REQUIRED ACTION → Work through the records below and copy every line that includes "Russia".
══════════════════════════════
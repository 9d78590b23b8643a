//! Canonical region model.
//!
//! Every regional artifact in the pipeline is keyed by [`RegionKey`]. The
//! enum's declaration order *is* the display order: `Ord` is derived, so a
//! `BTreeSet<RegionKey>` or a sort over keys always yields the canonical
//! sequence regardless of the order a model emitted regions in.

use std::collections::BTreeSet;
use std::fmt;

use serde::{Deserialize, Serialize};

/// One of the 14 canonical regions, plus the `Unknown` sentinel.
#[derive(Debug, Clone, Copy, PartialEq, Eq, PartialOrd, Ord, Hash, Serialize, Deserialize)]
pub enum RegionKey {
    #[serde(rename = "Global")]
    Global,
    #[serde(rename = "China")]
    China,
    #[serde(rename = "East Asia")]
    EastAsia,
    #[serde(rename = "Singapore")]
    Singapore,
    #[serde(rename = "Southeast Asia")]
    SoutheastAsia,
    #[serde(rename = "South Asia")]
    SouthAsia,
    #[serde(rename = "Central Asia")]
    CentralAsia,
    #[serde(rename = "Russia")]
    Russia,
    #[serde(rename = "West Asia (Middle East)")]
    WestAsia,
    #[serde(rename = "Africa")]
    Africa,
    #[serde(rename = "Europe")]
    Europe,
    #[serde(rename = "Latin America & Caribbean")]
    LatinAmerica,
    #[serde(rename = "North America")]
    NorthAmerica,
    #[serde(rename = "Oceania")]
    Oceania,
    /// Catch-all for content that cannot be placed with confidence.
    #[serde(rename = "Unknown")]
    Unknown,
}

/// The 14 canonical regions in display order (no `Unknown`).
pub const CANONICAL_REGIONS: [RegionKey; 14] = [
    RegionKey::Global,
    RegionKey::China,
    RegionKey::EastAsia,
    RegionKey::Singapore,
    RegionKey::SoutheastAsia,
    RegionKey::SouthAsia,
    RegionKey::CentralAsia,
    RegionKey::Russia,
    RegionKey::WestAsia,
    RegionKey::Africa,
    RegionKey::Europe,
    RegionKey::LatinAmerica,
    RegionKey::NorthAmerica,
    RegionKey::Oceania,
];

/// Shorthands a model tends to answer with instead of the canonical name.
const ALIASES: &[(&str, RegionKey)] = &[
    ("west asia", RegionKey::WestAsia),
    ("middle east", RegionKey::WestAsia),
    ("latin america", RegionKey::LatinAmerica),
    ("caribbean", RegionKey::LatinAmerica),
    ("uk", RegionKey::Europe),
    ("eu", RegionKey::Europe),
    ("usa", RegionKey::NorthAmerica),
    ("us", RegionKey::NorthAmerica),
    ("united states", RegionKey::NorthAmerica),
];

impl RegionKey {
    /// Canonical display name; also the exact heading text models must emit.
    pub fn name(self) -> &'static str {
        match self {
            Self::Global => "Global",
            Self::China => "China",
            Self::EastAsia => "East Asia",
            Self::Singapore => "Singapore",
            Self::SoutheastAsia => "Southeast Asia",
            Self::SouthAsia => "South Asia",
            Self::CentralAsia => "Central Asia",
            Self::Russia => "Russia",
            Self::WestAsia => "West Asia (Middle East)",
            Self::Africa => "Africa",
            Self::Europe => "Europe",
            Self::LatinAmerica => "Latin America & Caribbean",
            Self::NorthAmerica => "North America",
            Self::Oceania => "Oceania",
            Self::Unknown => "Unknown",
        }
    }

    /// All 15 keys in canonical order, `Unknown` last.
    pub fn all() -> impl Iterator<Item = RegionKey> {
        CANONICAL_REGIONS
            .into_iter()
            .chain(std::iter::once(RegionKey::Unknown))
    }

    /// Anchor slug used for in-page navigation (`west-asia-middle-east`).
    pub fn slug(self) -> String {
        crate::report::markdown::slugify(self.name())
    }

    /// Exact match against the canonical name.
    pub fn from_exact(label: &str) -> Option<RegionKey> {
        Self::all().find(|r| r.name() == label)
    }

    /// Case-insensitive, whitespace- and emphasis-tolerant match.
    pub fn from_normalized(label: &str) -> Option<RegionKey> {
        let wanted = normalize_label(label);
        if wanted.is_empty() {
            return None;
        }
        Self::all().find(|r| normalize_label(r.name()) == wanted)
    }

    /// Lenient mapping for single-label classifier answers.
    ///
    /// Tries quotes-stripped exact, alias, then normalized matching. Anything
    /// unrecognised is `Unknown`; the classifier never invents a region.
    pub fn categorise(answer: &str) -> RegionKey {
        let cleaned = answer.trim().trim_matches(|c| c == '"' || c == '\'').trim();
        if let Some(region) = Self::from_exact(cleaned) {
            return region;
        }
        let normalized = normalize_label(cleaned);
        if let Some((_, region)) = ALIASES.iter().find(|(alias, _)| *alias == normalized) {
            return *region;
        }
        Self::from_normalized(cleaned).unwrap_or(RegionKey::Unknown)
    }
}

impl fmt::Display for RegionKey {
    fn fmt(&self, f: &mut fmt::Formatter<'_>) -> fmt::Result {
        f.write_str(self.name())
    }
}

/// The 14 canonical regions as an ordered set.
pub fn canonical_set() -> BTreeSet<RegionKey> {
    CANONICAL_REGIONS.into_iter().collect()
}

/// The 14 canonical regions plus `Unknown`.
pub fn canonical_set_with_unknown() -> BTreeSet<RegionKey> {
    RegionKey::all().collect()
}

/// Lowercase, drop emphasis markers and trailing colons, collapse whitespace.
fn normalize_label(label: &str) -> String {
    let stripped = label
        .trim()
        .trim_matches(|c| c == '*' || c == '_' || c == '`')
        .trim()
        .trim_end_matches(':')
        .trim();
    stripped
        .split_whitespace()
        .collect::<Vec<_>>()
        .join(" ")
        .to_lowercase()
}

#[cfg(test)]
mod tests {
    use super::*;

    #[test]
    fn test_canonical_order_matches_ord() {
        let mut shuffled = vec![
            RegionKey::Oceania,
            RegionKey::Global,
            RegionKey::Unknown,
            RegionKey::WestAsia,
            RegionKey::China,
        ];
        shuffled.sort();
        assert_eq!(
            shuffled,
            vec![
                RegionKey::Global,
                RegionKey::China,
                RegionKey::WestAsia,
                RegionKey::Oceania,
                RegionKey::Unknown,
            ]
        );
    }

    #[test]
    fn test_canonical_set_sizes() {
        assert_eq!(canonical_set().len(), 14);
        assert_eq!(canonical_set_with_unknown().len(), 15);
        assert!(!canonical_set().contains(&RegionKey::Unknown));
    }

    #[test]
    fn test_exact_and_normalized_matching() {
        assert_eq!(
            RegionKey::from_exact("West Asia (Middle East)"),
            Some(RegionKey::WestAsia)
        );
        assert_eq!(RegionKey::from_exact("west asia (middle east)"), None);
        assert_eq!(
            RegionKey::from_normalized("  **latin   america & caribbean** "),
            Some(RegionKey::LatinAmerica)
        );
        assert_eq!(RegionKey::from_normalized("Atlantis"), None);
        assert_eq!(RegionKey::from_normalized(""), None);
    }

    #[test]
    fn test_categorise_aliases_and_fallback() {
        assert_eq!(RegionKey::categorise("\"Middle East\""), RegionKey::WestAsia);
        assert_eq!(RegionKey::categorise("USA"), RegionKey::NorthAmerica);
        assert_eq!(RegionKey::categorise("europe"), RegionKey::Europe);
        assert_eq!(RegionKey::categorise("Antarctica"), RegionKey::Unknown);
    }

    #[test]
    fn test_serde_uses_display_names() {
        let json = serde_json::to_string(&RegionKey::LatinAmerica).unwrap();
        assert_eq!(json, "\"Latin America & Caribbean\"");
        let back: RegionKey = serde_json::from_str("\"West Asia (Middle East)\"").unwrap();
        assert_eq!(back, RegionKey::WestAsia);
    }

    #[test]
    fn test_slug() {
        assert_eq!(RegionKey::WestAsia.slug(), "west-asia-middle-east");
        assert_eq!(RegionKey::LatinAmerica.slug(), "latin-america-caribbean");
    }
}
══════════════════════════════
TASK ANSWER →
    #[serde(rename = "Russia")]
    Russia,
    RegionKey::Russia,
            Self::Russia => "Russia",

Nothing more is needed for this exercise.